We are running a M/R job on a 4-node HDInsight cluster, written in C#. One of the Mapper classes uses a Azure Table storage to apply business specific rules.

The M/R job runs correctly, if no CloudTable, CloudTableClient & CloudStorageAccount objects are created.

But, on adding object references for the same, it gives errors and the job execution stops. Part of the code snippet is given below:

public class TopProgMapper : MapperBase
{
    CloudTable table = null;
    CloudStorageAccount storageAccount = null;
    CloudTableClient tableClient = null;

    //The above objects are instantiated and queried in the Mapper ctor

    public TopProgMapper()
    {
        // instantiation code here, which currently has been commented
    }
}

Code in the Mapper's ctor has been commented as execution errrors-out even when no object references are created, as described above.

The error code as received from MapReduceResult object (Info.ExitCode) is 1, indicating an issue with the M/R code. But, the rest of the code runs absolutely fine and produces correct output when the above reference objects are not created.

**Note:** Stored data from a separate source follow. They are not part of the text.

use chrono::{DateTime, FixedOffset, NaiveDate, NaiveDateTime, TimeZone, Utc};
use serde::{Deserialize, Serialize};
use std::fmt;
use tracing::debug;

const MINUTE_MS: i64 = 60_000;
const HOUR_MS: i64 = 3_600_000;
const DAY_MS: i64 = 86_400_000;
const WEEK_MS: i64 = 7 * DAY_MS;

/// Placeholder used in the location list.
pub const FALLBACK_DASH: &str = "—";
/// Placeholder used on the location detail card.
pub const FALLBACK_UNKNOWN: &str = "Unknown";

#[derive(Debug, Clone, Default, PartialEq, Serialize, Deserialize)]
pub struct GeoLocationRecord {
    pub ip: String,
    #[serde(default)]
    pub city: Option<String>,
    #[serde(default)]
    pub region: Option<String>,
    #[serde(default)]
    pub country: Option<String>,
    #[serde(default)]
    pub latitude: Option<f64>,
    #[serde(default)]
    pub longitude: Option<f64>,
    #[serde(default)]
    pub last_seen: Option<String>,
}

#[derive(Debug, Clone, PartialEq, Eq, Serialize)]
pub struct Recency {
    pub recent: bool,
    pub text: String,
}

impl Recency {
    fn unknown(fallback: &str) -> Self {
        Self {
            recent: false,
            text: fallback.to_string(),
        }
    }
}

/// Classifies a last-seen timestamp against `now`.
///
/// `recent` is set for anything strictly younger than 24 hours. Missing or
/// unparseable timestamps never error; they come back as `fallback`. The
/// absolute date shown for entries a week or older is rendered in `now`'s
/// timezone.
pub fn classify<Tz>(last_seen: Option<&str>, now: &DateTime<Tz>, fallback: &str) -> Recency
where
    Tz: TimeZone,
    Tz::Offset: fmt::Display,
{
    let Some(raw) = last_seen else {
        return Recency::unknown(fallback);
    };
    let Some(seen) = parse_timestamp(raw) else {
        debug!(timestamp = raw, "unparseable last-seen timestamp");
        return Recency::unknown(fallback);
    };

    let age_ms = now.timestamp_millis() - seen.timestamp_millis();
    let text = if age_ms < MINUTE_MS {
        "Just now".to_string()
    } else if age_ms < HOUR_MS {
        format!("{}m ago", age_ms / MINUTE_MS)
    } else if age_ms < DAY_MS {
        format!("{}h ago", age_ms / HOUR_MS)
    } else if age_ms < WEEK_MS {
        format!("{}d ago", age_ms / DAY_MS)
    } else {
        seen.with_timezone(&now.timezone())
            .format("%-m/%-d/%Y")
            .to_string()
    };

    Recency {
        recent: age_ms < DAY_MS,
        text,
    }
}

/// Accepts RFC 3339, an ISO date-time without offset (read as UTC), or a bare
/// `YYYY-MM-DD` (UTC midnight).
fn parse_timestamp(raw: &str) -> Option<DateTime<FixedOffset>> {
    let raw = raw.trim();
    if let Ok(parsed) = DateTime::parse_from_rfc3339(raw) {
        return Some(parsed);
    }

    let utc = FixedOffset::east_opt(0)?;
    for format in ["%Y-%m-%dT%H:%M:%S%.f", "%Y-%m-%d %H:%M:%S%.f", "%Y-%m-%dT%H:%M"] {
        if let Ok(naive) = NaiveDateTime::parse_from_str(raw, format) {
            return Some(utc.from_utc_datetime(&naive));
        }
    }

    NaiveDate::parse_from_str(raw, "%Y-%m-%d")
        .ok()
        .and_then(|date| date.and_hms_opt(0, 0, 0))
        .map(|midnight| utc.from_utc_datetime(&midnight))
}

/// "City, Region, Country" from whichever parts are present.
pub fn location_label(record: &GeoLocationRecord) -> String {
    let parts: Vec<&str> = [&record.city, &record.region, &record.country]
        .into_iter()
        .filter_map(|part| part.as_deref())
        .map(str::trim)
        .filter(|part| !part.is_empty())
        .collect();

    if parts.is_empty() {
        "Unknown location".to_string()
    } else {
        parts.join(", ")
    }
}

#[derive(Debug, Clone, Serialize)]
pub struct ClassifiedLocation {
    pub ip: String,
    pub label: String,
    pub latitude: Option<f64>,
    pub longitude: Option<f64>,
    pub last_seen: Option<String>,
    pub recent: bool,
    pub seen: String,
}

/// Classifies every record and orders them newest first. Records whose
/// timestamp is missing or unreadable sort last, keeping their input order.
pub fn classify_locations(
    records: &[GeoLocationRecord],
    now: DateTime<Utc>,
    fallback: &str,
) -> Vec<ClassifiedLocation> {
    let mut keyed: Vec<(Option<i64>, ClassifiedLocation)> = records
        .iter()
        .map(|record| {
            let last_seen = record.last_seen.as_deref();
            let recency = classify(last_seen, &now, fallback);
            let sort_key = last_seen
                .and_then(parse_timestamp)
                .map(|seen| seen.timestamp_millis());
            let location = ClassifiedLocation {
                ip: record.ip.clone(),
                label: location_label(record),
                latitude: record.latitude,
                longitude: record.longitude,
                last_seen: record.last_seen.clone(),
                recent: recency.recent,
                seen: recency.text,
            };
            (sort_key, location)
        })
        .collect();

    keyed.sort_by(|(a, _), (b, _)| b.cmp(a));
    keyed.into_iter().map(|(_, location)| location).collect()
}

#[cfg(test)]
mod tests {
    use super::*;
    use chrono::Duration;

    fn now() -> DateTime<Utc> {
        Utc.with_ymd_and_hms(2024, 3, 10, 15, 30, 0).unwrap()
    }

    fn ago(duration: Duration) -> String {
        (now() - duration).to_rfc3339()
    }

    fn check(duration: Duration) -> Recency {
        classify(Some(ago(duration).as_str()), &now(), FALLBACK_DASH)
    }

    #[test]
    fn missing_timestamp_uses_fallback() {
        let recency = classify(None, &now(), FALLBACK_UNKNOWN);
        assert_eq!(recency, Recency { recent: false, text: "Unknown".into() });
    }

    #[test]
    fn malformed_timestamp_uses_fallback() {
        for raw in ["", "yesterday", "2024-13-40T00:00:00Z", "1710084600"] {
            let recency = classify(Some(raw), &now(), FALLBACK_DASH);
            assert!(!recency.recent, "{raw}");
            assert_eq!(recency.text, FALLBACK_DASH, "{raw}");
        }
    }

    #[test]
    fn under_a_minute_is_just_now() {
        assert_eq!(check(Duration::seconds(30)), Recency { recent: true, text: "Just now".into() });
        assert_eq!(check(Duration::seconds(59)).text, "Just now");
    }

    #[test]
    fn future_timestamps_read_as_just_now() {
        let recency = check(Duration::minutes(-5));
        assert!(recency.recent);
        assert_eq!(recency.text, "Just now");
    }

    #[test]
    fn minutes_bucket_floors() {
        assert_eq!(check(Duration::seconds(60)).text, "1m ago");
        assert_eq!(check(Duration::seconds(59 * 60 + 59)).text, "59m ago");
    }

    #[test]
    fn hours_bucket_floors() {
        let recency = check(Duration::minutes(90));
        assert_eq!(recency, Recency { recent: true, text: "1h ago".into() });
        assert_eq!(check(Duration::minutes(23 * 60 + 59)).text, "23h ago");
    }

    #[test]
    fn recent_boundary_is_exclusive_at_24_hours() {
        assert!(check(Duration::minutes(23 * 60 + 59)).recent);
        let day_old = check(Duration::hours(24));
        assert!(!day_old.recent);
        assert_eq!(day_old.text, "1d ago");
    }

    #[test]
    fn days_bucket() {
        assert_eq!(check(Duration::days(3)), Recency { recent: false, text: "3d ago".into() });
        assert_eq!(check(Duration::days(7) - Duration::milliseconds(1)).text, "6d ago");
    }

    #[test]
    fn week_or_older_shows_calendar_date() {
        let recency = check(Duration::days(7));
        assert!(!recency.recent);
        assert_eq!(recency.text, "3/3/2024");
    }

    #[test]
    fn absolute_date_follows_viewer_offset() {
        let seen = "2024-01-01T02:00:00Z";
        let utc = classify(Some(seen), &now(), FALLBACK_DASH);
        assert_eq!(utc.text, "1/1/2024");

        let pacific = FixedOffset::west_opt(8 * 3600).unwrap();
        let local = classify(Some(seen), &now().with_timezone(&pacific), FALLBACK_DASH);
        assert_eq!(local.text, "12/31/2023");
    }

    #[test]
    fn offset_less_and_date_only_timestamps_parse_as_utc() {
        assert_eq!(classify(Some("2024-03-10T15:00:00"), &now(), FALLBACK_DASH).text, "30m ago");
        assert_eq!(classify(Some("2024-03-10 13:30:00.250"), &now(), FALLBACK_DASH).text, "1h ago");
        assert_eq!(classify(Some("2024-03-08"), &now(), FALLBACK_DASH).text, "2d ago");
    }

    #[test]
    fn offsets_are_honoured() {
        let recency = classify(Some("2024-03-10T16:00:00+02:00"), &now(), FALLBACK_DASH);
        assert_eq!(recency.text, "1h ago");
    }

    #[test]
    fn label_skips_missing_parts() {
        let mut record = GeoLocationRecord {
            ip: "10.0.0.1".into(),
            city: Some("Lyon".into()),
            country: Some("France".into()),
            ..Default::default()
        };
        assert_eq!(location_label(&record), "Lyon, France");

        record.city = Some("  ".into());
        record.country = None;
        assert_eq!(location_label(&record), "Unknown location");
    }

    #[test]
    fn locations_sorted_newest_first_with_unknowns_last() {
        let records = vec![
            GeoLocationRecord { ip: "a".into(), last_seen: None, ..Default::default() },
            GeoLocationRecord { ip: "b".into(), last_seen: Some(ago(Duration::days(2))), ..Default::default() },
            GeoLocationRecord { ip: "c".into(), last_seen: Some("garbage".into()), ..Default::default() },
            GeoLocationRecord { ip: "d".into(), last_seen: Some(ago(Duration::minutes(5))), ..Default::default() },
        ];

        let classified = classify_locations(&records, now(), FALLBACK_DASH);
        let ips: Vec<&str> = classified.iter().map(|l| l.ip.as_str()).collect();
        assert_eq!(ips, ["d", "b", "a", "c"]);
        assert!(classified[0].recent);
        assert_eq!(classified[0].seen, "5m ago");
        assert!(!classified[1].recent);
        assert_eq!(classified[2].seen, FALLBACK_DASH);
        assert_eq!(classified[2].label, "Unknown location");
    }

    #[test]
    fn record_deserializes_with_missing_fields() {
        let record: GeoLocationRecord = serde_json::from_str(r#"{"ip":"192.0.2.7"}"#).unwrap();
        assert_eq!(record.ip, "192.0.2.7");
        assert!(record.last_seen.is_none());
        assert!(record.city.is_none());
    }
}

Any help on this will be highly appreciated. Will provide additional details, if required.

Thanks & regards, Subho

1

1 Answers

1
votes

It sounds like the assembly containing CoudTable, CloudStorageAccount and CloudTableClient is not available on the cluster where the mapper is running. This should be Microsoft.WindowsAzure.Storage.dll or Microsoft.WindowsAzure.StorageClient.dll depending on the version of the API that you are using.

Try adding config.FilesToInclude.Add("Microsoft.WindowsAzure.Storage.dll"); in your Configure method.

If this doesn't help, share the command line & output or code & exception details from your attempt to launch the job.